Benchmarking Python DataFrame Libraries on CASFS

July 1st, 2021


Abstract


Several Python DataFrame libraries are benchmarked on CASFS on AWS. Various statistics, like time, memory usage, and cost, are compared on varying dataset sizes to help users determine which library is the best for their specific use case.

Introduction


When most aspiring data professionals begin learning data analysis in Python, the first libraries they normally encounter are Numpy and Pandas, both of which compose the foundation for the modern paradigm of data processing today. While Pandas is, and will remain, the standard for processing tabular data in Python, Pandas' biggest drawback is that as dataset size increases, Pandas' performance grows linearly. While other libraries make use of multithreading or multiprocessor clusters, Pandas is designed to only make use of one core. Increasing the amount of processing cores does not improve Pandas performance.

In this paper, we compare alternatives to Pandas and make recommendations on how to improve code performance with increasing data sizes on CASFS. The libraries we compare are Pandas, Polars, Dask, Ray, and PySpark. For libraries that can deploy code to a cluster, we compare both running the code on a singular machine and running the code on a cluster.


Library Description


  • Pandas - Data processing library written in Python. Individual columns are built from Numpy arrays, which are written in C.
  • Polars - Data processing library similar to Pandas, written in Python and Rust. Uses multithreading by default. Has capabilities for lazy evaluation
  • Dask - Data processing library similar to Pandas and parallel scheduling framework written in Python. Has DataFrame, array, and scheduling APIs. Able to process DataFrames either by multithreading on one machine or deploying the code to a cluster.
  • Ray - Parallel scheduling framework written in Python. Allows the user to manually parallelize their Pandas code. Dask DataFrames and PySpark determine where to split the data in order to process in parallel.However, by using Ray, you choose where to make that split yourself. Ray can distribute your process by either using multithreading on one machine or deploying the code to a cluster.
  • PySpark - Big data processing library written in Scala.
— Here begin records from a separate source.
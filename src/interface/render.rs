use crate::ingest::IngestionReport;
use crate::models::{Food, MealItemChoice, Nutrients, SubstituteSuggestion};
use crate::substitution::{SubstitutionResult, Target};

/// Format a signed delta with an explicit `+`.
fn signed(v: f64) -> String {
    if v >= 0.0 { format!("+{v:.1}") } else { format!("{v:.1}") }
}

/// Display a ranked list of substitutes in a formatted table.
pub fn display_suggestions(title: &str, suggestions: &[SubstituteSuggestion]) {
    println!();
    println!("=== {title} ===");

    if suggestions.is_empty() {
        println!("  (no candidates)");
        return;
    }

    let name_width = suggestions.iter().map(|s| s.food.name.len()).max().unwrap_or(10);
    let portion_width = suggestions.iter().map(|s| s.portion.label().len()).max().unwrap_or(5);

    for (i, s) in suggestions.iter().enumerate() {
        let kcal_delta = s
            .delta_kcal
            .map(|d| format!(" kcal {}", signed(d)))
            .unwrap_or_default();
        println!(
            "{:>3}. {:<nw$}  {:<pw$} | {:>5.0} kcal | C {} P {} F {}{} | score {:.2}",
            i + 1,
            s.food.name,
            s.portion.label(),
            s.kcal,
            signed(s.delta_carbs),
            signed(s.delta_protein),
            signed(s.delta_fat),
            kcal_delta,
            s.score,
            nw = name_width,
            pw = portion_width,
        );
    }
}

pub fn display_nutrients(label: &str, n: &Nutrients) {
    let n = n.rounded(1);
    println!("{label}");
    println!("  Energy:    {:.0} kcal", n.energy_kcal());
    println!("  Protein:   {} g", n.protein);
    println!("  Carbs:     {} g", n.carbs);
    println!("  Fat:       {} g", n.fat);
    println!("  Fiber:     {} g", n.fiber);
    println!("  Sodium:    {} mg", n.sodium);
    println!("  Potassium: {} mg", n.potassium);
    println!("  Calcium:   {} mg", n.calcium);
    println!("  Iron:      {} mg", n.iron);
    println!("  Vitamin C: {} mg", n.vitamin_c);
}

pub fn display_target(target: &Target) {
    display_nutrients(
        &format!("{} [{}], {}:", target.food.name, target.food.id, target.portion.label()),
        &target.nutrients,
    );
}

/// Display the full result of a substitute search.
pub fn display_substitution(result: &SubstitutionResult) {
    println!();
    display_target(&result.target);
    display_suggestions("Closest by macros", &result.by_macros);
    display_suggestions("Closest by macros and energy", &result.by_macros_and_kcal);
    if !result.allowed.is_empty() {
        display_suggestions("Approved for this patient", &result.allowed);
    }
    println!();
}

/// Display a simple list of foods with their details.
pub fn display_food_list(foods: &[Food], title: &str) {
    if foods.is_empty() {
        println!("{title}: (none)");
        return;
    }

    println!();
    println!("=== {} ({} items) ===", title, foods.len());
    println!();

    for food in foods {
        let n = food.nutrients_base.rounded(1);
        let extra = [food.brand.as_deref(), food.origin.as_deref(), food.group.as_deref()]
            .into_iter()
            .flatten()
            .collect::<Vec<_>>()
            .join(", ");
        let extra = if extra.is_empty() { extra } else { format!(" ({extra})") };
        println!(
            "  [{}] {}{} - per {}: {:.0} kcal, P:{} C:{} F:{}",
            food.id,
            food.name,
            extra,
            food.base_unit,
            n.energy_kcal(),
            n.protein,
            n.carbs,
            n.fat
        );
    }

    println!();
}

pub fn display_allowed(patient_id: &str, original: &str, choices: &[MealItemChoice]) {
    if choices.is_empty() {
        println!("No approved substitutes for '{original}' (patient {patient_id}).");
        return;
    }
    println!("Approved substitutes for '{original}' (patient {patient_id}):");
    for c in choices {
        println!("  [{}] {} - {}", c.food.id, c.food.name, c.portion.label());
    }
}

pub fn display_report(report: &IngestionReport, foods: usize) {
    println!("Ingested {foods} foods from {} rows", report.rows_read);
    if report.rows_dropped_blank > 0 {
        println!("  {} rows dropped (blank description)", report.rows_dropped_blank);
    }
    if report.rows_unreadable > 0 {
        println!("  {} rows unreadable", report.rows_unreadable);
    }
    if report.values_defaulted > 0 {
        println!("  {} numeric cells unparsable, read as 0", report.values_defaulted);
    }
    if report.duplicate_ids > 0 {
        println!("  {} duplicate ids suffixed", report.duplicate_ids);
    }
}
use csv::{ReaderBuilder, StringRecord, Trim};
use tracing::{debug, warn};

use crate::error::IngestionError;
use crate::ingest::IngestionReport;
use crate::ingest::header::{ColumnMap, Field};
use crate::ingest::numeric::{Cell, parse_cell};
use crate::models::Nutrients;

/// One table row after column resolution, before id assignment.
#[derive(Debug, Clone, PartialEq)]
pub struct CanonicalRow {
    pub code: Option<String>,
    pub group: Option<String>,
    pub description: String,
    pub kcal: f64,
    pub nutrients: Nutrients,
}

/// `;` or `,`, whichever appears more often in the header line. `;` wins ties.
pub fn detect_delimiter(header_line: &str) -> u8 {
    let semicolons = header_line.matches(';').count();
    let commas = header_line.matches(',').count();
    if commas > semicolons { b',' } else { b';' }
}

/// Parse delimited text into canonical rows.
///
/// The whole input is rejected when description or kcal cannot be resolved.
/// Blank rows and rows with a blank description are dropped; bad numeric
/// cells read as zero. Both are tallied in `report`.
pub fn read_rows(
    text: &str,
    report: &mut IngestionReport,
) -> Result<Vec<CanonicalRow>, IngestionError> {
    let text = text.strip_prefix('\u{feff}').unwrap_or(text);
    let header_line = text.lines().next().unwrap_or_default();
    let delimiter = detect_delimiter(header_line);
    debug!(delimiter = %char::from(delimiter), "detected delimiter");

    let mut reader = ReaderBuilder::new()
        .delimiter(delimiter)
        .has_headers(true)
        .flexible(true)
        .trim(Trim::All)
        .from_reader(text.as_bytes());

    let headers = reader.headers().cloned().unwrap_or_default();
    let columns = ColumnMap::resolve(headers.iter());
    let missing = columns.missing_required();
    if !missing.is_empty() {
        warn!(?missing, "rejecting table: required columns not found");
        return Err(IngestionError::MissingRequiredColumns { missing });
    }

    let mut rows = Vec::new();
    for (index, record) in reader.records().enumerate() {
        report.rows_read += 1;
        let record = match record {
            Ok(record) => record,
            Err(e) => {
                warn!(row = index + 1, error = %e, "skipping unreadable row");
                report.rows_unreadable += 1;
                continue;
            }
        };
        match parse_row(&record, &columns, report) {
            Some(row) => rows.push(row),
            None => report.rows_dropped_blank += 1,
        }
    }

    Ok(rows)
}

fn parse_row(
    record: &StringRecord,
    columns: &ColumnMap,
    report: &mut IngestionReport,
) -> Option<CanonicalRow> {
    let text = |field: Field| {
        columns
            .index(field)
            .and_then(|i| record.get(i))
            .map(str::trim)
            .filter(|s| !s.is_empty())
    };

    let description = text(Field::Description)?.to_string();

    let mut number = |field: Field| -> f64 {
        let Some(raw) = columns.index(field).and_then(|i| record.get(i)) else {
            return 0.0;
        };
        let cell = parse_cell(raw);
        if cell == Cell::Unparsable {
            report.values_defaulted += 1;
        }
        cell.value()
    };

    let kcal = number(Field::Kcal);
    let nutrients = Nutrients {
        protein: number(Field::Protein),
        carbs: number(Field::Carbs),
        fat: number(Field::Fat),
        fiber: number(Field::Fiber),
        sodium: number(Field::Sodium),
        potassium: number(Field::Potassium),
        calcium: number(Field::Calcium),
        iron: number(Field::Iron),
        vitamin_c: number(Field::VitaminC),
    };

    Some(CanonicalRow {
        code: text(Field::Id).map(str::to_string),
        group: text(Field::Group).map(str::to_string),
        description,
        kcal,
        nutrients,
    })
}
Excels at processing large datasets in memory. Has a DataFrame and series API. Allows users to query datasets as if they were in a SQL database. Schedules code using multithreading on a single machine in standalone mode or can be deployed using cluster mode.

Data Description


The libraries were tested using daily, financial datasets. The dataset sizes are as follows:

  • 1 file - 2,524,365 rows x 20 columns
  • 10 files - 23,746,635 rows x 20 columns
  • 100 files - 241,313,625 rows x 20 columns


Process Description


We processed the data on a r5.24xlarge machine with 96 cores and 768 GB of RAM. The cost for this machine averages $1.00 per hour. For the code processed on a cluster, we used 10 r5.2xlarge machines with a total of 80 cores and 640 GB of RAM. The cost for this cluster averages $0.80 per hour. We chose to have less total resources for the cluster to demonstrate that some of these libraries actually perform better on a cluster than they do on a singular machine, even if the single machine has more cores. Because of this, it may be more cost effective to use a cluster rather than a single machine.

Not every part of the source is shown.